What is needed: Reproduce the records below exactly as they are written.

Task data:
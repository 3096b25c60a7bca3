//! Progress reporting.
//!
//! - `style` - Progress bar styling options and templates
//! - `display` - Coordination of the entry bar and per-transfer bars
//!
//! ```rust
//! use mcprov::acquire::AcquirerBuilder;
//! use mcprov::progress::{ProgressBarOpts, StyleOptions};
//!
//! let acquirer = AcquirerBuilder::new()
//!     .style_options(StyleOptions::new(
//!         ProgressBarOpts::entries(),
//!         ProgressBarOpts::hidden(),
//!     ))
//!     .build();
//! ```

pub(crate) mod display;
pub(crate) mod style;

pub use display::ProgressDisplay;
pub use style::{ProgressBarOpts, StyleOptions};
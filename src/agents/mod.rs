//! Agents and the game driver.
//!
//! An [`Agent`] picks actions for a seat; [`play_game`] and [`play_series`]
//! seat agents at a board and play to the end.

pub mod agent;
pub mod driver;

pub use agent::{Agent, MctsAgent, RandomAgent};
pub use driver::{play_game, play_series, GameRecord, Seat};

Written answer:
repository 3096b25c60a7bca3
//! Progress reporting.
//!
//! - `style` - Progress bar styling options and templates
//! - `display` - Coordination of the entry bar and per-transfer bars
//!
//! ```rust
//! use mcprov::acquire::AcquirerBuilder;
//! use mcprov::progress::{ProgressBarOpts, StyleOptions};
//!
//! let acquirer = AcquirerBuilder::new()
//!     .style_options(StyleOptions::new(
//!         ProgressBarOpts::entries(),
//!         ProgressBarOpts::hidden(),
//!     ))
//!     .build();
//! ```

pub(crate) mod display;
pub(crate) mod style;

pub use display::ProgressDisplay;
pub use style::{ProgressBarOpts, StyleOptions};
filename src/agents/mod.rs
//! Agents and the game driver.
//!
//! An [`Agent`] picks actions for a seat; [`play_game`] and [`play_series`]
//! seat agents at a board and play to the end.

pub mod agent;
pub mod driver;

pub use agent::{Agent, MctsAgent, RandomAgent};
pub use driver::{play_game, play_series, GameRecord, Seat};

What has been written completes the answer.